3. Hegel concibe a lo material como parte de la conciencia y a la conciencia como una expresión material. En Hegel no es posible separar una cosa de la otra, pues todo es dentro del significado para los seres humanos. Es imposible pensar, como Kant, “la cosa en sí”. Es Gramsci quien recupera lo que Marx había perdido de Hegel al comprender que “las condiciones materiales de existencia” no están disociadas de la conciencia. No hay una independencia ontológica de los instrumentos y materiales de producción de la codificación que les dan los seres humanos; la conciencia también es parte de la materialidad. Es tan material el cerebro y el pensamiento como lo es un azadón y, a la vez, ambos son lo que son por su significado histórico, humano.

4. Eibl Eibesfelt (1987), importante etólogo, hace notar cómo la sonrisa, que es un símbolo de empatía, de no violencia, tiene como raíces evolutivas el “mostrar los dientes” como un gesto agresivo en los mamíferos. La sonrisa es una manera de jugar con esa expresión agresiva, convirtiéndola en su contrario; de manera parecida a lo que ocurre en que personas se expresan afecto usando palabras despectivas o agresivas, atenuadas con el tono amistoso al pronunciarlas.
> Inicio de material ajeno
//! Motion sensor abstraction
//!
//! The reconnection monitor only needs three things from a sensor: detect it,
//! apply settings, read six values. [`ImuSensor`] captures that so the
//! monitor can run against the real MPU6050 or a scripted fake.

pub mod mpu6050;

use core::fmt;
use core::future::Future;

use thiserror_no_std::Error;

use crate::config::ImuSettings;

pub use mpu6050::Mpu6050;

/// Standard gravity in m/s² per g.
pub const STANDARD_GRAVITY: f32 = 9.80665;

#[derive(Error, Debug, Clone, Copy, PartialEq, Eq)]
pub enum SensorError {
    #[error("{sensor} not found (WHO_AM_I read {found:#04x})")]
    NotFound { sensor: &'static str, found: u8 },
    #[error("{sensor} failed to {operation}: I2C communication error")]
    Bus {
        sensor: &'static str,
        operation: &'static str,
    },
    #[error("{sensor} stuck in {operation}")]
    Timeout {
        sensor: &'static str,
        operation: &'static str,
    },
}

/// Accelerometer full-scale range.
#[derive(Debug, Clone, Copy, PartialEq, Eq)]
pub enum AccelRange {
    G2,
    G4,
    G8,
    G16,
}

impl AccelRange {
    /// AFS_SEL field value.
    pub const fn bits(self) -> u8 {
        match self {
            Self::G2 => 0,
            Self::G4 => 1,
            Self::G8 => 2,
            Self::G16 => 3,
        }
    }

    /// Raw counts per g.
    pub const fn lsb_per_g(self) -> f32 {
        match self {
            Self::G2 => 16384.0,
            Self::G4 => 8192.0,
            Self::G8 => 4096.0,
            Self::G16 => 2048.0,
        }
    }
}

/// Gyroscope full-scale range.
#[derive(Debug, Clone, Copy, PartialEq, Eq)]
pub enum GyroRange {
    Dps250,
    Dps500,
    Dps1000,
    Dps2000,
}

impl GyroRange {
    /// FS_SEL field value.
    pub const fn bits(self) -> u8 {
        match self {
            Self::Dps250 => 0,
            Self::Dps500 => 1,
            Self::Dps1000 => 2,
            Self::Dps2000 => 3,
        }
    }

    /// Raw counts per degree/second.
    pub const fn lsb_per_dps(self) -> f32 {
        match self {
            Self::Dps250 => 131.0,
            Self::Dps500 => 65.5,
            Self::Dps1000 => 32.8,
            Self::Dps2000 => 16.4,
        }
    }
}

/// Digital low-pass filter cutoff (accelerometer figure).
#[derive(Debug, Clone, Copy, PartialEq, Eq)]
pub enum FilterBandwidth {
    Hz260,
    Hz184,
    Hz94,
    Hz44,
    Hz21,
    Hz10,
    Hz5,
}

impl FilterBandwidth {
    /// DLPF_CFG field value.
    pub const fn bits(self) -> u8 {
        match self {
            Self::Hz260 => 0,
            Self::Hz184 => 1,
            Self::Hz94 => 2,
            Self::Hz44 => 3,
            Self::Hz21 => 4,
            Self::Hz10 => 5,
            Self::Hz5 => 6,
        }
    }
}

/// Three-axis vector.
#[derive(Debug, Clone, Copy, PartialEq, Default)]
pub struct Axes {
    pub x: f32,
    pub y: f32,
    pub z: f32,
}

impl Axes {
    pub const ZERO: Self = Self::new(0.0, 0.0, 0.0);

    pub const fn new(x: f32, y: f32, z: f32) -> Self {
        Self { x, y, z }
    }
}

/// One accelerometer + gyroscope sample.
///
/// Acceleration is in m/s², rotation in rad/s.
#[derive(Debug, Clone, Copy, PartialEq, Default)]
pub struct MotionReading {
    pub acceleration: Axes,
    pub rotation: Axes,
}

impl MotionReading {
    pub const ZERO: Self = Self::new(Axes::ZERO, Axes::ZERO);

    pub const fn new(acceleration: Axes, rotation: Axes) -> Self {
        Self {
            acceleration,
            rotation,
        }
    }

    /// The six components in print order.
    pub const fn components(&self) -> [f32; 6] {
        [
            self.acceleration.x,
            self.acceleration.y,
            self.acceleration.z,
            self.rotation.x,
            self.rotation.y,
            self.rotation.z,
        ]
    }

    /// True when every component is exactly zero.
    ///
    /// This is how a detached MPU6050 shows up, but it is only a heuristic:
    /// a sensor in free fall with no rotation reads the same.
    pub fn is_all_zero(&self) -> bool {
        self.components().iter().all(|value| *value == 0.0)
    }
}

impl fmt::Display for MotionReading {
    fn fmt(&self, f: &mut fmt::Formatter<'_>) -> fmt::Result {
        let a = self.acceleration;
        let g = self.rotation;
        write!(
            f,
            "Accel: {:.2}, {:.2}, {:.2} | Gyro: {:.2}, {:.2}, {:.2}",
            a.x, a.y, a.z, g.x, g.y, g.z
        )
    }
}

/// Combined accelerometer/gyroscope on a bus.
pub trait ImuSensor {
    /// Detect and reset the part. Used at boot and for every reconnection attempt.
    fn initialize(&mut self) -> impl Future<Output = Result<(), SensorError>>;

    /// Apply range and filter settings.
    fn configure(
        &mut self,
        settings: &ImuSettings,
    ) -> impl Future<Output = Result<(), SensorError>>;

    /// Read one sample.
    fn read(&mut self) -> impl Future<Output = Result<MotionReading, SensorError>>;
}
Como actualmente en México se usa la palabra “güey” al conversar con un amigo, sustituyendo a las antiguas “mano” (hermano) o “carnal”, y, por supuesto, al nombre del receptor. Muchos amigos se expresan confianza y afecto a través de fintas agresivas o golpes de baja intensidad.

5. En El porqué de la guerra (1933), contrariamente a su teoría anterior sobre la inevitabilidad de la agresividad humana debido al instinto de muerte, Freud escribió:

“Todo cuanto favorezca la formación de vínculos emocionales entre los hombres debe operar contra la guerra. Estos vínculos pueden ser de dos tipos. En primer lugar, pueden ser las relaciones semejantes a las que se forman con un objeto amado sin fin sexual… El segundo tipo de vínculo emocional es por la identificación. Todo cuanto hace a los hombres compartir intereses importantes, produce esta comunidad de sentimiento, estas identificaciones. Y la estructura de la sociedad humana se basa en gran parte de ellas (Freud, 1933).

6.  “Ama y haz lo que quieras” es la frase famosa de San Agustín. En la Teoría de la Praxis esto se transforma en “solamente si amas puedes realmente hacer lo que quieres”, porque en el espontáneo querer hacer algo está ya de manera intrínseca el querer hacer (los sentimientos) de los demás. Solamente que en esta Teoría el amor es un fenómeno que es necesario producir a través de determinados eventos, no es posible generarlo por mandamiento o por “conciencia”.